Una delle poche cose chiare (ma ancora abbastanza chiuse tra le mura accademiche) è che il "potere" è congruo a un esercizio di gestione delle risorse, dove per "risorse" si intente qualunque cosa sia considerato vitale per la comunità che condivide lo sfruttamento della risorsa, quindi le risorse diventano le entità definenti la realtà etnica. Se siamo nel deserto e la risorsa è l'acqua, chi determina l'accesso all'acqua ha potere sul resto della comunità. Il potere in questo caso è socialmente difeso, non in quanto riferito al soggetto che amministra la risorsa, ma perché lui rappresenta a un tempo la comunità intera e risorsa quindi la coesione sociale.
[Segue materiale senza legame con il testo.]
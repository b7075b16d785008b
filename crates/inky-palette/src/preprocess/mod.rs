//! Image preprocessing ahead of palette quantization.
//!
//! Both steps are optional and run in this order:
//!
//! 1. **Resize** ([`resize`]) - dither-aware: nearest-neighbor inside
//!    dithered regions ([`is_dithered`]), bilinear elsewhere
//! 2. **Border** ([`add_border`]) - black outline around yellow shapes,
//!    drawn in place
//!
//! Resize runs first so the outline is exactly one pixel wide at the target
//! resolution.
//!
//! # Example
//!
//! ```
//! use inky_palette::{add_border, resize, Rgba, RgbaImage};
//!
//! let mut icon = RgbaImage::filled(32, 32, Rgba::new(0, 0, 0, 0));
//! for y in 8..24 {
//!     for x in 8..24 {
//!         icon.put_pixel(x, y, Rgba::opaque(255, 255, 0));
//!     }
//! }
//!
//! let mut small = resize(&icon, 16, 16).unwrap();
//! add_border(&mut small);
//!
//! assert_eq!(small.pixel(3, 3), Rgba::BLACK);
//! assert_eq!(small.pixel(8, 8), Rgba::opaque(255, 255, 0));
//! ```

mod border;
mod dither_detect;
mod options;
mod resize;

pub use border::{add_border, is_background, is_yellow};
pub use dither_detect::is_dithered;
pub use options::ConvertOptions;
pub use resize::resize;
use inky_palette::IndexedImage;

use crate::error::Result;
use crate::models::NamedImage;

/// Destination for converted images
pub trait ImageSink {
    /// Store an image under `name`, replacing any previous image with that name.
    fn store(&mut self, name: &str, image: &IndexedImage) -> Result<()>;
}

/// Collects images in memory, in the order they were stored.
impl ImageSink for Vec<NamedImage> {
    fn store(&mut self, name: &str, image: &IndexedImage) -> Result<()> {
        match self.iter_mut().find(|entry| entry.name == name) {
            Some(entry) => entry.image = image.clone(),
            None => self.push(NamedImage::new(name, image.clone())),
        }
        Ok(())
    }
}
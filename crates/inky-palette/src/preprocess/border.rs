//! Black outline synthesis around yellow artwork.
//!
//! Yellow is nearly as light as white on the panel, so yellow icon shapes
//! disappear against a white background. This step draws a 1-pixel black
//! outline into the background around the exterior edge of every yellow
//! shape.
//!
//! # Two phases
//!
//! 1. Build a boolean map of yellow exterior-edge pixels from the unmodified
//!    image.
//! 2. Paint every background pixel that touches a mapped pixel black.
//!
//! Phase 2 only reads the map from phase 1 and the original image, never its
//! own output, so freshly painted border pixels cannot turn neighbouring
//! pixels into edges.
//!
//! Background here is wider than in the quantizer: opaque near-white pixels
//! also count.

use crate::color::{Rgba, RgbaImage};
use crate::constants::{
    ALPHA_THRESHOLD, NEAR_WHITE_THRESHOLD, NEIGHBORS_8, YELLOW_MAX_BLUE, YELLOW_MIN_RED_GREEN,
};

/// Background for border purposes: translucent, or opaque and near-white.
#[inline]
pub fn is_background(px: Rgba) -> bool {
    px.a < ALPHA_THRESHOLD
        || (px.r > NEAR_WHITE_THRESHOLD && px.g > NEAR_WHITE_THRESHOLD && px.b > NEAR_WHITE_THRESHOLD)
}

/// Yellow-like foreground: high red and green, low blue.
#[inline]
pub fn is_yellow(px: Rgba) -> bool {
    !is_background(px)
        && px.r > YELLOW_MIN_RED_GREEN
        && px.g > YELLOW_MIN_RED_GREEN
        && px.b < YELLOW_MAX_BLUE
}

/// Background test with out-of-bounds treated as background.
#[inline]
fn is_background_at(image: &RgbaImage, x: i32, y: i32) -> bool {
    image.get(x, y).map_or(true, is_background)
}

/// Yellow pixel with at least one background neighbour.
fn is_yellow_exterior_edge(image: &RgbaImage, x: u32, y: u32) -> bool {
    if !is_yellow(image.pixel(x, y)) {
        return false;
    }
    NEIGHBORS_8
        .iter()
        .any(|&(dx, dy)| is_background_at(image, x as i32 + dx, y as i32 + dy))
}

/// Phase 1: row-major map of yellow exterior-edge pixels.
fn yellow_edge_map(image: &RgbaImage) -> Vec<bool> {
    let (width, height) = image.dimensions();
    let mut edges = Vec::with_capacity(width as usize * height as usize);
    for y in 0..height {
        for x in 0..width {
            edges.push(is_yellow_exterior_edge(image, x, y));
        }
    }
    edges
}

/// Phase 2: background pixels that touch an edge pixel.
fn border_targets(image: &RgbaImage, edges: &[bool]) -> Vec<(u32, u32)> {
    let (width, height) = image.dimensions();
    let is_edge = |x: i32, y: i32| {
        x >= 0
            && y >= 0
            && x < width as i32
            && y < height as i32
            && edges[y as usize * width as usize + x as usize]
    };

    let mut targets = Vec::new();
    for y in 0..height {
        for x in 0..width {
            if !is_background(image.pixel(x, y)) {
                continue;
            }
            if NEIGHBORS_8
                .iter()
                .any(|&(dx, dy)| is_edge(x as i32 + dx, y as i32 + dy))
            {
                targets.push((x, y));
            }
        }
    }
    targets
}

/// Draw a 1-pixel opaque black outline around yellow shapes, in place.
///
/// Returns the number of pixels painted. Images without yellow are left
/// untouched.
///
/// # Example
///
/// ```
/// use inky_palette::{add_border, Rgba, RgbaImage};
///
/// let mut image = RgbaImage::filled(3, 3, Rgba::new(0, 0, 0, 0));
/// image.put_pixel(1, 1, Rgba::opaque(255, 255, 0));
///
/// let painted = add_border(&mut image);
///
/// assert_eq!(painted, 8);
/// assert_eq!(image.pixel(0, 0), Rgba::BLACK);
/// assert_eq!(image.pixel(1, 1), Rgba::opaque(255, 255, 0));
/// ```
pub fn add_border(image: &mut RgbaImage) -> usize {
    let edges = yellow_edge_map(image);
    let targets = border_targets(image, &edges);
    for &(x, y) in &targets {
        image.put_pixel(x, y, Rgba::BLACK);
    }
    targets.len()
}

#[cfg(test)]
mod tests {
    use super::*;

    const CLEAR: Rgba = Rgba::new(0, 0, 0, 0);
    const YELLOW: Rgba = Rgba::opaque(255, 255, 0);

    fn canvas_with_square(size: u32, from: u32, to: u32) -> RgbaImage {
        let mut image = RgbaImage::filled(size, size, CLEAR);
        for y in from..to {
            for x in from..to {
                image.put_pixel(x, y, YELLOW);
            }
        }
        image
    }

    #[test]
    fn test_background_definition() {
        assert!(is_background(Rgba::new(10, 10, 10, 127)));
        assert!(is_background(Rgba::opaque(255, 255, 255)));
        assert!(is_background(Rgba::new(241, 241, 241, 128)));
        assert!(!is_background(Rgba::opaque(240, 255, 255)));
        assert!(!is_background(Rgba::opaque(0, 0, 0)));
    }

    #[test]
    fn test_yellow_definition() {
        assert!(is_yellow(YELLOW));
        assert!(is_yellow(Rgba::opaque(201, 201, 99)));
        assert!(!is_yellow(Rgba::opaque(200, 255, 0)));
        assert!(!is_yellow(Rgba::opaque(255, 255, 100)));
        assert!(!is_yellow(Rgba::new(255, 255, 0, 100)));
    }

    #[test]
    fn test_square_gets_full_ring() {
        let mut image = canvas_with_square(7, 2, 5);
        let painted = add_border(&mut image);

        assert_eq!(painted, 16);
        for y in 0..7i32 {
            for x in 0..7i32 {
                let dist = (x - 3).abs().max((y - 3).abs());
                let px = image.pixel(x as u32, y as u32);
                match dist {
                    0 | 1 => assert_eq!(px, YELLOW, "({x}, {y}) inside square"),
                    2 => assert_eq!(px, Rgba::BLACK, "({x}, {y}) should be border"),
                    _ => assert_eq!(px, CLEAR, "({x}, {y}) should be untouched"),
                }
            }
        }
    }

    #[test]
    fn test_no_yellow_is_identity() {
        let mut image = RgbaImage::filled(5, 5, CLEAR);
        image.put_pixel(2, 2, Rgba::opaque(255, 0, 0));
        image.put_pixel(1, 1, Rgba::opaque(0, 0, 255));
        let before = image.clone();

        assert_eq!(add_border(&mut image), 0);
        assert_eq!(image, before);
    }

    #[test]
    fn test_interior_yellow_is_not_an_edge() {
        let image = canvas_with_square(7, 2, 5);
        assert!(!is_yellow_exterior_edge(&image, 3, 3));
        assert!(is_yellow_exterior_edge(&image, 2, 2));
    }

    #[test]
    fn test_image_edge_counts_as_background() {
        // Yellow fills the whole image: every frame pixel is an exterior edge,
        // but there is no background inside the image to paint.
        let mut image = RgbaImage::filled(3, 3, YELLOW);
        let edges = yellow_edge_map(&image);
        assert_eq!(edges.iter().filter(|&&e| e).count(), 8);
        assert_eq!(add_border(&mut image), 0);
    }

    #[test]
    fn test_non_background_neighbours_are_not_painted() {
        // Red pixel next to yellow keeps its color
        let mut image = canvas_with_square(5, 1, 4);
        image.put_pixel(0, 2, Rgba::opaque(255, 0, 0));
        add_border(&mut image);
        assert_eq!(image.pixel(0, 2), Rgba::opaque(255, 0, 0));
        assert_eq!(image.pixel(0, 1), Rgba::BLACK);
    }

    #[test]
    fn test_opaque_white_background_is_outlined() {
        let mut image = RgbaImage::filled(3, 3, Rgba::opaque(255, 255, 255));
        image.put_pixel(1, 1, YELLOW);
        assert_eq!(add_border(&mut image), 8);
        assert_eq!(image.pixel(2, 2), Rgba::BLACK);
    }

    #[test]
    fn test_painted_pixels_do_not_feed_back() {
        // Two pixels away from yellow must stay clear even though its
        // neighbour becomes black in the same call.
        let mut image = RgbaImage::filled(5, 1, CLEAR);
        image.put_pixel(0, 0, YELLOW);
        add_border(&mut image);
        assert_eq!(image.pixel(1, 0), Rgba::BLACK);
        assert_eq!(image.pixel(2, 0), CLEAR);
    }
}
Ci sono per ciò risorse antropologicamente centrate, ad esempio le femmine umane (fertili) in quanto banalmente possono generare prole (senza di loro per adesso è duretta riuscire a "generare"). Se possiamo estinguere gli uomini senza gravi danni, sarebbero guai seri se si estinguessero le donne, per questo per secoli le guerre erano combattute tra uomini. Oggi le cose sono cambiate per semplici questioni numeriche: con sette miliardi di persone in costante crescita, ci si può permettere qualsiasi carneficina in guerra o che le donne si massacrino come e meglio degli uomini al fronte.
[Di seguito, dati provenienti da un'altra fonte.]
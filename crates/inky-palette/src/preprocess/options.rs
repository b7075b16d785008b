//! Conversion options.

use crate::api::ConvertError;

/// Configuration for the steps that run before quantization.
///
/// # Defaults
///
/// - Resize: disabled (keep source dimensions)
/// - Border: disabled
///
/// # Example
///
/// ```
/// use inky_palette::ConvertOptions;
///
/// let options = ConvertOptions::new().resize(160, 160).border(true);
/// assert_eq!(options.target_size(), Some((160, 160)));
/// assert!(options.add_border);
/// ```
#[derive(Debug, Clone, Default, PartialEq, Eq)]
pub struct ConvertOptions {
    /// Target width for resize (None = preserve original).
    pub target_width: Option<u32>,

    /// Target height for resize (None = preserve original).
    pub target_height: Option<u32>,

    /// Draw a black outline around yellow shapes.
    pub add_border: bool,
}

impl ConvertOptions {
    /// Options that convert an image as-is.
    pub fn new() -> Self {
        Self::default()
    }

    /// Set target dimensions for resize.
    #[inline]
    pub fn resize(mut self, width: u32, height: u32) -> Self {
        self.target_width = Some(width);
        self.target_height = Some(height);
        self
    }

    /// Enable or disable border synthesis.
    #[inline]
    pub fn border(mut self, enabled: bool) -> Self {
        self.add_border = enabled;
        self
    }

    /// Both target dimensions, if resize is configured.
    #[inline]
    pub fn target_size(&self) -> Option<(u32, u32)> {
        self.target_width.zip(self.target_height)
    }

    /// Reject a resize target with a zero dimension.
    ///
    /// # Errors
    ///
    /// [`ConvertError::InvalidDimensions`] naming the configured target.
    pub fn validate(&self) -> Result<(), ConvertError> {
        match self.target_size() {
            Some((width, height)) if width == 0 || height == 0 => {
                Err(ConvertError::InvalidDimensions { width, height })
            }
            _ => Ok(()),
        }
    }
}

#[cfg(test)]
mod tests {
    use super::*;

    #[test]
    fn test_validate() {
        assert_eq!(ConvertOptions::new().validate(), Ok(()));
        assert_eq!(ConvertOptions::new().resize(1, 1).validate(), Ok(()));
        assert_eq!(
            ConvertOptions::new().resize(0, 160).validate(),
            Err(ConvertError::InvalidDimensions {
                width: 0,
                height: 160
            })
        );
    }

    #[test]
    fn test_defaults() {
        let options = ConvertOptions::new();
        assert_eq!(options.target_size(), None);
        assert!(!options.add_border);
    }

    #[test]
    fn test_partial_size_is_not_a_target() {
        let options = ConvertOptions {
            target_width: Some(10),
            ..ConvertOptions::default()
        };
        assert_eq!(options.target_size(), None);
    }
}
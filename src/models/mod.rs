pub mod config;
pub mod named_image;

pub use config::{AssetConfig, IconSettings};
pub use named_image::NamedImage;
//! Dithered-region detection.
//!
//! Icon artwork for a 7-color panel often fakes intermediate tones by
//! alternating two palette colors pixel by pixel. Such regions show high
//! variance between a pixel and its immediate neighbours; flat regions and
//! smooth gradients do not.
//!
//! Only the red channel is inspected. Which resampling path a pixel takes,
//! and so the output bytes, depends on this exact test.

use crate::color::RgbaImage;
use crate::constants::{DITHER_DIFF_THRESHOLD, DITHER_NEIGHBOR_THRESHOLD, NEIGHBORS_8};

/// Whether the pixel at (x, y) sits in a dithered region.
///
/// Counts the 8-connected neighbours whose red value differs from the
/// center's by more than [`DITHER_DIFF_THRESHOLD`]; the pixel is dithered
/// when at least [`DITHER_NEIGHBOR_THRESHOLD`] of them do.
///
/// Pixels on the outer 1-pixel frame of the image are always smooth.
///
/// # Example
///
/// ```
/// use inky_palette::{is_dithered, Rgba, RgbaImage};
///
/// // 3x3 checkerboard: the center differs from its 4 orthogonal neighbours
/// let b = Rgba::opaque(0, 0, 0);
/// let w = Rgba::opaque(255, 255, 255);
/// let image = RgbaImage::from_pixels(3, 3, &[b, w, b, w, b, w, b, w, b]).unwrap();
///
/// assert!(is_dithered(&image, 1, 1));
/// assert!(!is_dithered(&image, 0, 0));
/// ```
pub fn is_dithered(image: &RgbaImage, x: u32, y: u32) -> bool {
    let (width, height) = image.dimensions();
    if x < 1 || y < 1 || x + 1 >= width || y + 1 >= height {
        return false;
    }

    let center = image.pixel(x, y).r;
    let differing = NEIGHBORS_8
        .iter()
        .filter(|&&(dx, dy)| {
            let nx = (x as i32 + dx) as u32;
            let ny = (y as i32 + dy) as u32;
            image.pixel(nx, ny).r.abs_diff(center) > DITHER_DIFF_THRESHOLD
        })
        .count();

    differing >= DITHER_NEIGHBOR_THRESHOLD
}

#[cfg(test)]
mod tests {
    use super::*;
    use crate::color::Rgba;

    fn red_image(width: u32, height: u32, reds: &[u8]) -> RgbaImage {
        let pixels: Vec<Rgba> = reds.iter().map(|&r| Rgba::opaque(r, 0, 0)).collect();
        RgbaImage::from_pixels(width, height, &pixels).unwrap()
    }

    #[test]
    fn test_flat_region_is_smooth() {
        let image = red_image(3, 3, &[100; 9]);
        assert!(!is_dithered(&image, 1, 1));
    }

    #[test]
    fn test_border_pixels_are_never_dithered() {
        #[rustfmt::skip]
        let image = red_image(3, 3, &[
            255, 0, 255,
            0, 255, 0,
            255, 0, 255,
        ]);
        for (x, y) in [(0, 0), (1, 0), (2, 0), (0, 1), (2, 1), (0, 2), (1, 2), (2, 2)] {
            assert!(!is_dithered(&image, x, y), "({x}, {y}) is on the border");
        }
        assert!(is_dithered(&image, 1, 1));
    }

    #[test]
    fn test_exactly_four_differing_neighbours_is_dithered() {
        #[rustfmt::skip]
        let image = red_image(3, 3, &[
            0, 0, 0,
            0, 0, 31,
            31, 31, 31,
        ]);
        assert!(is_dithered(&image, 1, 1));
    }

    #[test]
    fn test_three_differing_neighbours_is_smooth() {
        #[rustfmt::skip]
        let image = red_image(3, 3, &[
            0, 0, 0,
            0, 0, 0,
            31, 31, 31,
        ]);
        assert!(!is_dithered(&image, 1, 1));
    }

    #[test]
    fn test_difference_of_exactly_threshold_does_not_count() {
        let mut reds = [30u8; 9];
        reds[4] = 0;
        let image = red_image(3, 3, &reds);
        assert!(!is_dithered(&image, 1, 1));
    }

    #[test]
    fn test_only_red_channel_is_inspected() {
        // Strong green/blue alternation with constant red stays smooth
        let pixels: Vec<Rgba> = (0..9)
            .map(|i| {
                if i % 2 == 0 {
                    Rgba::opaque(50, 0, 255)
                } else {
                    Rgba::opaque(50, 255, 0)
                }
            })
            .collect();
        let image = RgbaImage::from_pixels(3, 3, &pixels).unwrap();
        assert!(!is_dithered(&image, 1, 1));
    }
}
Le risorse sono quindi sociali per definizione, uno dei dilemmi della nostra realtà econocentrica è che tenta di definire private le risorse, in un paradosso strutturale che è un ossimoro socialmente irrisolvibile, se non con la pedissiqua rarefazione delle risorse umane. Cioè l'estinzione di massa e la sterilità perpetua. Credo sia la ragione per cui a certi livelli della struttura gerarchica della nostra organizzazione sociale, gli individui sembrerebbero tendere a legarsi religiosamente a un idea mistificata di Uomo asessuato ed eterno. Cioè compulsivamente e invariabilmente asociale.